Developer: Orca, Inc.
Publisher: Orca, Inc.
Platforms: iPad, iPod Touch, iPhone (reviewed)
Release Date: November 8th, 2011
Price: 99 cents – Available Here
When the developers of Slice It! made Com2uS a significant amount of cash with their simple yet addictive game, they decided to call it quits with regards to the iOS publisher and start their own company, Orca Incorporated.
Now, Orca’s first bun out of the oven has hit the App Store. Little Lambs is an easy-to-use, one-touch puzzle game that puts you in charge of matching various animals in the confined space of a farm enclosure. Does the simple gameplay work as well as Slice It!? Or should this lamb get ready to be served up for Christmas?
The premise of Little Lambs is a simple one: match sheep on a grid by having all of them bordering each other in adjacent squares. Slide your finger towards the left,and all the animals on screen will move left, and so on for right, up, and down.
You aren’t given any limit as to the amount of turns you’re allowed, but the fewer moves it takes you, the more stars you’ll be rewarded with (there are up to three per level). If you perform the challenge in the “Best” amount of turns, which is indicated at the top of the screen, you’ll be given a “Perfect” rating when you’ve cleared a level, and with many Games Center achievements related to getting perfect scores, there’s plenty of incentive for the completionists to go back and perfect their every move on each of the game’s 90 puzzles.
For the first few levels, the game eases players in with a square grid and only one type of sheep, but the game quickly turns into an interesting puzzler that involves a lot of thinking. Different animal types are thrown into the enclosure and you’ll have to contend with a grid-fence shaped in ways much stranger than a square. On top of that, some of the animals will occasionally be trapped in cages where they can’t move at all, and others will be stuck in bubbles, immobile until another animal bumps into them and busts them out. An array of boxes and passage-creating or closing switches both help and hinder you on the way to achieving the perfect score.
As you progress, the game really makes you think about what your next move should be, and the overcoming challenges thrown your way is ultimately very rewarding. If you get stuck, there’s a helpful shepherd boy at the top of the screen who will give you hints for a fee of in-game currency. As far as I could tell, you earn 3 coins every time you clear a level, and a hint costs 3 coins, so it’s a pretty good trade-off considering you’ll breeze through some levels, and spend up to ten minutes on others.

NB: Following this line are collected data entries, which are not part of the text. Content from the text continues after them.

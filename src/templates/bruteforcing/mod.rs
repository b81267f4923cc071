//! Exhaustive search over small, explicitly bounded domains.
//!
//! Each template declares the input bounds that keep its enumeration
//! tractable and rejects instances beyond them.

mod card_arrangement;
mod digit_rotation;
mod guessing_answers;
mod lucky_sums;
mod mbti_distance;
mod nm_and_k;
mod problem_setting;

pub use card_arrangement::CardArrangement;
pub use digit_rotation::DigitRotation;
pub use guessing_answers::GuessingAnswers;
pub use lucky_sums::LuckySums;
pub use mbti_distance::MbtiDistance;
pub use nm_and_k::NmAndK;
pub use problem_setting::ProblemSetting;

use crate::traits::DynTemplate;

pub(crate) fn templates() -> Vec<Box<dyn DynTemplate>> {
    vec![
        Box::new(ProblemSetting),
        Box::new(NmAndK),
        Box::new(GuessingAnswers),
        Box::new(CardArrangement),
        Box::new(DigitRotation),
        Box::new(LuckySums),
        Box::new(MbtiDistance),
    ]
}
//! Rectangle sums over a square table.

use super::PrefixSums2D;
use crate::templates::prelude::*;

pub struct TableSums;

static INFO: TemplateInfo = TemplateInfo {
    id: "11660",
    title: "Range sum query 5",
    category: Category::PrefixSum,
    input: &[
        Field::int("n"),
        Field::int("m"),
        Field::int("cell").repeat("n * n"),
        Field::int("query").repeat("4 * m"),
    ],
    output: &[Field::int("sum").repeat("m")],
    constraints: &[
        "1 <= n <= 1024",
        "1 <= m <= 100000",
        "0 <= cell <= 1000",
        "query is `x1 y1 x2 y2` (1-based row, column) with x1 <= x2 and y1 <= y2",
    ],
    samples: &[Sample {
        input: "4 3\n1 2 3 4\n2 3 4 5\n3 4 5 6\n4 5 6 7\n2 2 3 4\n3 4 3 4\n1 1 4 4\n",
        output: "27\n6\n64\n",
    }],
};

#[derive(Debug, Clone)]
pub struct Input {
    pub table: Grid<u64>,
    /// 0-based inclusive corners.
    pub queries: Vec<((usize, usize), (usize, usize))>,
}

impl Template for TableSums {
    type Input = Input;
    type Output = Vec<u64>;

    fn info(&self) -> &'static TemplateInfo {
        &INFO
    }

    fn parse(&self, sc: &mut Scanner<'_>) -> Result<Input, InputError> {
        let n = sc.next_in("n", 1..=1024usize)?;
        let m = sc.next_in("m", 1..=100_000usize)?;
        let table = sc.grid_in("cell", n, n, 0..=1000)?;
        let mut queries = Vec::with_capacity(m);
        for _ in 0..m {
            let [x1, y1, x2, y2] = [(); 4].map(|_| sc.next_in("query", 1..=n));
            let (x1, y1, x2, y2) = (x1?, y1?, x2?, y2?);
            if x1 > x2 || y1 > y2 {
                return Err(InputError::constraint("query", "corners out of order"));
            }
            queries.push(((x1 - 1, y1 - 1), (x2 - 1, y2 - 1)));
        }
        Ok(Input { table, queries })
    }

    fn solve(&self, input: &Input) -> Vec<u64> {
        let ps = PrefixSums2D::new(&input.table);
        input.queries.iter().map(|&(a, b)| ps.rect(a, b)).collect()
    }

    fn render(&self, output: &Vec<u64>, out: &mut String) {
        for s in output {
            push_line(out, [s]);
        }
    }
}
use criterion::{black_box, criterion_group, criterion_main, Criterion};
use judge_templates::{Catalog, Category, Difficulty, RunRequest, Selector};
use rand::{rngs::StdRng, SeedableRng};

fn bench_catalog_ops(c: &mut Criterion) {
    let catalog = Catalog::new();
    let requests: Vec<RunRequest<'static>> = catalog
        .templates()
        .filter(|t| t.info().category != Category::Bruteforcing)
        .flat_map(|t| {
            let info = t.info();
            info.samples.iter().map(move |s| RunRequest::new(info.id, s.input))
        })
        .collect();

    let mut group = c.benchmark_group("catalog_ops");
    group.bench_function("build", |b| b.iter(Catalog::new));
    group.bench_function("get_template", |b| {
        b.iter(|| catalog.get_template(black_box("11437")).unwrap().info().id)
    });
    group.bench_function("list_templates", |b| {
        b.iter(|| catalog.list_templates(black_box("implementation")).unwrap())
    });
    group.bench_function("pick_hard", |b| {
        let mut rng = StdRng::seed_from_u64(1);
        let selector = Selector {
            category: None,
            difficulty: Difficulty::Hard,
        };
        b.iter(|| catalog.pick(&selector, &mut rng).unwrap())
    });
    group.bench_function("run_batch_samples", |b| {
        b.iter(|| catalog.run_batch(black_box(&requests)))
    });
    group.finish();
}

criterion_group!(benches, bench_catalog_ops);
criterion_main!(benches);
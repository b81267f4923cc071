//! Replace each coordinate with the number of distinct smaller coordinates.

use crate::templates::prelude::*;

pub struct CoordinateCompression;

static INFO: TemplateInfo = TemplateInfo {
    id: "18870",
    title: "Coordinate compression",
    category: Category::Sorting,
    input: &[Field::int("n"), Field::int("x").repeat("n")],
    output: &[Field::int("rank").repeat("n")],
    constraints: &["1 <= n <= 1000000", "-1000000000 <= x <= 1000000000"],
    samples: &[Sample {
        input: "5\n2 4 -10 4 -9\n",
        output: "2 3 0 3 1\n",
    }],
};

impl Template for CoordinateCompression {
    type Input = Vec<i64>;
    type Output = Vec<usize>;

    fn info(&self) -> &'static TemplateInfo {
        &INFO
    }

    fn parse(&self, sc: &mut Scanner<'_>) -> Result<Vec<i64>, InputError> {
        let n = sc.next_in("n", 1..=1_000_000usize)?;
        sc.values_in("x", n, -1_000_000_000..=1_000_000_000)
    }

    fn solve(&self, xs: &Vec<i64>) -> Vec<usize> {
        let mut distinct = xs.clone();
        distinct.sort_unstable();
        distinct.dedup();
        xs.iter().map(|x| distinct.partition_point(|d| d < x)).collect()
    }

    fn render(&self, output: &Vec<usize>, out: &mut String) {
        push_line(out, output);
    }
}
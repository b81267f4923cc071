//! Catalog configuration loaded from TOML.
//!
//! ```toml
//! max_input_bytes = 1048576
//! disabled_categories = ["bruteforcing", "backtracking"]
//! combine_probability = 0.5
//! ```

use std::path::Path;

use serde::Deserialize;

use crate::category::Category;
use crate::error::Result;

/// Default cap on the size of one input instance.
pub const DEFAULT_MAX_INPUT_BYTES: usize = 8 * 1024 * 1024;

/// Default probability that a hard selection combines two templates.
pub const DEFAULT_COMBINE_PROBABILITY: f64 = 0.7;

#[derive(Debug, Clone, PartialEq, Deserialize)]
#[serde(default, deny_unknown_fields)]
pub struct CatalogConfig {
    /// Inputs longer than this are rejected before parsing.
    pub max_input_bytes: usize,
    /// Categories hidden from listing, selection and `run`.
    pub disabled_categories: Vec<Category>,
    /// Probability that a `Hard` selection pairs two templates.
    pub combine_probability: f64,
}

impl Default for CatalogConfig {
    fn default() -> Self {
        Self {
            max_input_bytes: DEFAULT_MAX_INPUT_BYTES,
            disabled_categories: Vec::new(),
            combine_probability: DEFAULT_COMBINE_PROBABILITY,
        }
    }
}

impl CatalogConfig {
    pub fn from_toml_str(s: &str) -> Result<Self> {
        let mut cfg: CatalogConfig = toml::from_str(s)?;
        cfg.combine_probability = cfg.combine_probability.clamp(0.0, 1.0);
        Ok(cfg)
    }

    pub fn from_path(path: impl AsRef<Path>) -> Result<Self> {
        let text = std::fs::read_to_string(path)?;
        Self::from_toml_str(&text)
    }

    pub fn is_disabled(&self, category: Category) -> bool {
        self.disabled_categories.contains(&category)
    }
}

#[cfg(test)]
mod tests {
    use super::*;
    use crate::error::CatalogError;
    use std::io::Write;

    #[test]
    fn empty_document_gives_defaults() {
        assert_eq!(CatalogConfig::from_toml_str("").unwrap(), CatalogConfig::default());
    }

    #[test]
    fn reads_all_fields() {
        let cfg = CatalogConfig::from_toml_str(
            "max_input_bytes = 64\ndisabled_categories = [\"dp\", \"tree\"]\ncombine_probability = 1.5\n",
        )
        .unwrap();
        assert_eq!(cfg.max_input_bytes, 64);
        assert!(cfg.is_disabled(Category::Dp));
        assert!(cfg.is_disabled(Category::Tree));
        assert!(!cfg.is_disabled(Category::Math));
        assert_eq!(cfg.combine_probability, 1.0);
    }

    #[test]
    fn unknown_category_is_a_config_error() {
        let err = CatalogConfig::from_toml_str("disabled_categories = [\"dynamic\"]").unwrap_err();
        assert!(matches!(err, CatalogError::Config(_)));
        let err = CatalogConfig::from_toml_str("max_bytes = 3").unwrap_err();
        assert!(matches!(err, CatalogError::Config(_)));
    }

    #[test]
    fn loads_from_file() {
        let mut file = tempfile::NamedTempFile::new().unwrap();
        writeln!(file, "max_input_bytes = 10").unwrap();
        let cfg = CatalogConfig::from_path(file.path()).unwrap();
        assert_eq!(cfg.max_input_bytes, 10);
        assert!(matches!(
            CatalogConfig::from_path("/nonexistent/catalog.toml"),
            Err(CatalogError::Io(_))
        ));
    }
}
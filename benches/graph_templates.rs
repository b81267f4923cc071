use criterion::{criterion_group, criterion_main, BatchSize, Criterion};
use judge_templates::Catalog;
use rand::{rngs::StdRng, Rng, SeedableRng};

fn random_maze(rng: &mut StdRng, n: usize, m: usize) -> String {
    let mut input = format!("{n} {m}\n");
    for r in 0..n {
        for c in 0..m {
            let open = (r == 0 && c == 0) || (r == n - 1 && c == m - 1) || rng.gen_bool(0.75);
            input.push(if open { '1' } else { '0' });
        }
        input.push('\n');
    }
    input
}

fn random_routes(rng: &mut StdRng, n: usize, m: usize) -> String {
    let mut input = format!("{n}\n{m}\n");
    for _ in 0..m {
        let s = rng.gen_range(1..=n);
        let e = rng.gen_range(1..=n);
        let w = rng.gen_range(0..=100_000);
        input.push_str(&format!("{s} {e} {w}\n"));
    }
    input.push_str(&format!("1 {n}\n"));
    input
}

fn random_tree(rng: &mut StdRng, n: usize) -> String {
    let mut input = format!("{n}\n");
    for child in 2..=n {
        let parent = rng.gen_range(1..child);
        let w = rng.gen_range(1..=100);
        input.push_str(&format!("{parent} {child} {w}\n"));
    }
    input
}

fn bench_graph_templates(c: &mut Criterion) {
    let catalog = Catalog::new();
    let mut group = c.benchmark_group("graph_templates");

    for &side in &[25usize, 50, 100] {
        group.bench_function(format!("maze_{side}x{side}"), |b| {
            b.iter_batched(
                || random_maze(&mut StdRng::seed_from_u64(42), side, side),
                |input| catalog.run("2178", &input).unwrap(),
                BatchSize::SmallInput,
            )
        });
    }

    for &(n, m) in &[(100usize, 1_000usize), (1_000, 100_000)] {
        group.bench_function(format!("dijkstra_n{n}_m{m}"), |b| {
            b.iter_batched(
                || random_routes(&mut StdRng::seed_from_u64(7), n, m),
                |input| catalog.run("1916", &input).unwrap(),
                BatchSize::LargeInput,
            )
        });
    }

    group.bench_function("tree_diameter_10000", |b| {
        b.iter_batched(
            || random_tree(&mut StdRng::seed_from_u64(99), 10_000),
            |input| catalog.run("1967", &input).unwrap(),
            BatchSize::LargeInput,
        )
    });

    group.finish();
}

criterion_group!(benches, bench_graph_templates);
criterion_main!(benches);
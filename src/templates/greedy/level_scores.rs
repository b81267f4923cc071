//! Total score decrease needed so level scores are strictly increasing,
//! only ever lowering scores.

use crate::templates::prelude::*;

pub struct LevelScores;

static INFO: TemplateInfo = TemplateInfo {
    id: "2847",
    title: "Dongjun made a game",
    category: Category::Greedy,
    input: &[Field::int("n"), Field::int("score").repeat("n")],
    output: &[Field::int("decrease")],
    constraints: &["1 <= n <= 100", "1 <= score <= 20000"],
    samples: &[
        Sample {
            input: "4\n5\n5\n5\n5\n",
            output: "6\n",
        },
        Sample {
            input: "3\n5\n3\n7\n",
            output: "3\n",
        },
    ],
};

impl Template for LevelScores {
    type Input = Vec<i64>;
    type Output = i64;

    fn info(&self) -> &'static TemplateInfo {
        &INFO
    }

    fn parse(&self, sc: &mut Scanner<'_>) -> Result<Vec<i64>, InputError> {
        let n = sc.next_in("n", 1..=100usize)?;
        sc.values_in("score", n, 1..=20_000)
    }

    fn solve(&self, scores: &Vec<i64>) -> i64 {
        let mut total = 0;
        let mut cap = i64::MAX;
        // walk from the last level, which never changes
        for &s in scores.iter().rev() {
            let kept = s.min(cap);
            total += s - kept;
            cap = kept - 1;
        }
        total
    }

    fn render(&self, output: &i64, out: &mut String) {
        push_line(out, [output]);
    }
}
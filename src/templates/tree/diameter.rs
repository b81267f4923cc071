//! Diameter of a weighted rooted tree given as parent-child edges.

use super::WeightedTree;
use crate::templates::prelude::*;

pub struct Diameter;

static INFO: TemplateInfo = TemplateInfo {
    id: "1967",
    title: "Diameter of a tree",
    category: Category::Tree,
    input: &[Field::int("n"), Field::int("edge").repeat("3 * (n - 1)")],
    output: &[Field::int("diameter")],
    constraints: &[
        "1 <= n <= 10000",
        "edge is `parent child weight` with 1 <= weight <= 100",
        "the root is 1",
    ],
    samples: &[
        Sample {
            input: "12\n1 2 3\n1 3 2\n2 4 5\n3 5 11\n3 6 9\n4 7 1\n4 8 7\n5 9 15\n5 10 4\n6 11 6\n6 12 10\n",
            output: "45\n",
        },
        Sample {
            input: "1\n",
            output: "0\n",
        },
    ],
};

impl Template for Diameter {
    type Input = WeightedTree;
    type Output = u64;

    fn info(&self) -> &'static TemplateInfo {
        &INFO
    }

    fn parse(&self, sc: &mut Scanner<'_>) -> Result<WeightedTree, InputError> {
        let n = sc.next_in("n", 1..=10_000usize)?;
        let mut tree = WeightedTree::new(n);
        for _ in 1..n {
            let parent = sc.next_in("edge", 1..=n)?;
            let child = sc.next_in("edge", 1..=n)?;
            let weight = sc.next_in("edge", 1..=100u64)?;
            tree.add_edge(parent, child, weight);
        }
        tree.check_tree("edge")?;
        Ok(tree)
    }

    fn solve(&self, tree: &WeightedTree) -> u64 {
        tree.diameter(1)
    }

    fn render(&self, output: &u64, out: &mut String) {
        push_line(out, [output]);
    }
}
use crate::templates::prelude::*;

pub struct RangeSums;

static INFO: TemplateInfo = TemplateInfo {
    id: "11659",
    title: "Range sum query 4",
    category: Category::PrefixSum,
    input: &[
        Field::int("n"),
        Field::int("m"),
        Field::int("a").repeat("n"),
        Field::int("range").repeat("2 * m"),
    ],
    output: &[Field::int("sum").repeat("m")],
    constraints: &[
        "1 <= n, m <= 100000",
        "1 <= a <= 1000",
        "range is `i j` with 1 <= i <= j <= n",
    ],
    samples: &[Sample {
        input: "5 3\n5 4 3 2 1\n1 3\n2 4\n5 5\n",
        output: "12\n9\n1\n",
    }],
};

#[derive(Debug, Clone)]
pub struct Input {
    pub a: Vec<u64>,
    pub ranges: Vec<(usize, usize)>,
}

impl Template for RangeSums {
    type Input = Input;
    type Output = Vec<u64>;

    fn info(&self) -> &'static TemplateInfo {
        &INFO
    }

    fn parse(&self, sc: &mut Scanner<'_>) -> Result<Input, InputError> {
        let n = sc.next_in("n", 1..=100_000usize)?;
        let m = sc.next_in("m", 1..=100_000usize)?;
        let a = sc.values_in("a", n, 1..=1000)?;
        let ranges = (0..m)
            .map(|_| {
                let i = sc.next_in("range", 1..=n)?;
                let j = sc.next_in("range", i..=n)?;
                Ok((i, j))
            })
            .collect::<Result<_, InputError>>()?;
        Ok(Input { a, ranges })
    }

    fn solve(&self, input: &Input) -> Vec<u64> {
        let mut prefix = Vec::with_capacity(input.a.len() + 1);
        prefix.push(0);
        for &v in &input.a {
            prefix.push(prefix[prefix.len() - 1] + v);
        }
        input.ranges.iter().map(|&(i, j)| prefix[j] - prefix[i - 1]).collect()
    }

    fn render(&self, output: &Vec<u64>, out: &mut String) {
        for s in output {
            push_line(out, [s]);
        }
    }
}
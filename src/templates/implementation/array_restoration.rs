//! Recover `A` from `B`, where `B` is `A` overlaid with a copy of itself
//! shifted by `(x, y)` and overlapping cells are summed.

use crate::templates::prelude::*;

pub struct ArrayRestoration;

static INFO: TemplateInfo = TemplateInfo {
    id: "16967",
    title: "Restore the array",
    category: Category::Implementation,
    input: &[
        Field::int("h"),
        Field::int("w"),
        Field::int("x"),
        Field::int("y"),
        Field::int("b").repeat("(h + x) * (w + y)"),
    ],
    output: &[Field::int("a").repeat("h * w")],
    constraints: &["2 <= h, w <= 300", "1 <= x < h", "1 <= y < w", "0 <= b <= 1000"],
    samples: &[
        Sample {
            input: "2 4 1 1\n1 2 3 4 0\n5 7 9 11 4\n0 5 6 7 8\n",
            output: "1 2 3 4\n5 6 7 8\n",
        },
        Sample {
            input: "3 3 2 1\n1 2 3 0\n4 5 6 0\n7 9 11 3\n0 4 5 6\n",
            output: "1 2 3\n4 5 6\n7 8 9\n",
        },
    ],
};

#[derive(Debug, Clone)]
pub struct Input {
    pub h: usize,
    pub w: usize,
    pub x: usize,
    pub y: usize,
    pub b: Grid<i32>,
}

impl Template for ArrayRestoration {
    type Input = Input;
    type Output = Grid<i32>;

    fn info(&self) -> &'static TemplateInfo {
        &INFO
    }

    fn parse(&self, sc: &mut Scanner<'_>) -> Result<Input, InputError> {
        let h = sc.next_in("h", 2..=300usize)?;
        let w = sc.next_in("w", 2..=300usize)?;
        let x = sc.next_in("x", 1..=h - 1)?;
        let y = sc.next_in("y", 1..=w - 1)?;
        let b = sc.grid_in("b", h + x, w + y, 0..=1000)?;
        Ok(Input { h, w, x, y, b })
    }

    fn solve(&self, input: &Input) -> Grid<i32> {
        let mut a = Grid::new(input.h, input.w, 0);
        for (i, j) in a.positions() {
            a[(i, j)] = if i >= input.x && j >= input.y {
                input.b[(i, j)] - a[(i - input.x, j - input.y)]
            } else {
                input.b[(i, j)]
            };
        }
        a
    }

    fn render(&self, output: &Grid<i32>, out: &mut String) {
        for r in 0..output.rows() {
            push_line(out, output.row(r));
        }
    }
}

Despite its attempts at variety and challenge, however, the game does get repetitive over long bursts. It’s great to pick up and play for 15 to 20 minutes at a time, but anything much longer than that and you’ll find yourself leaving the game to check Facebook or listen to a podcast. But going, back after a while and playing another short burst of the game feels fresh and exciting. I can’t quite put my finger on exactly why this is, maybe my brain doesn’t like thinking for too long, but it is definitely an issue that the game couldn’t keep me entertained for the entirety of my 40 minute morning commute.
The sound and visual design of the game are pretty standard for an iOS puzzle game. Cutesy looking cartoon animals, a bright green-hill background, and a forgettable tune that somehow makes you bob your head like a child when it’s playing.
Not that this detracts from the experience (though the barking of the shepherd dog every time you swipe in a direction does get a little annoying), it’s just something we’ve all seen and heard before, and we’ll probably see and hear it a hundred times again.
For a developer to strike out from their parent company takes some guts, and for their first game to be as enjoyable as this shows that the guys over at Orca, Inc. have brains as well as bravado. The mental challenge, the sheer amount of stages, and the simple design all work together to bring a solid puzzler to iOS gamers.
However, maybe the simplicity is a little too much, as the game does become repetitive when played over larger bouts of time, and the cute style of graphics is something that is beginning to feel overused. On the other hand the game remains great fun in short bursts, and should provide hours of solid gameplay, particularly to completionists. Priced at just 99 cents, you’re certainly getting good bang for your buck.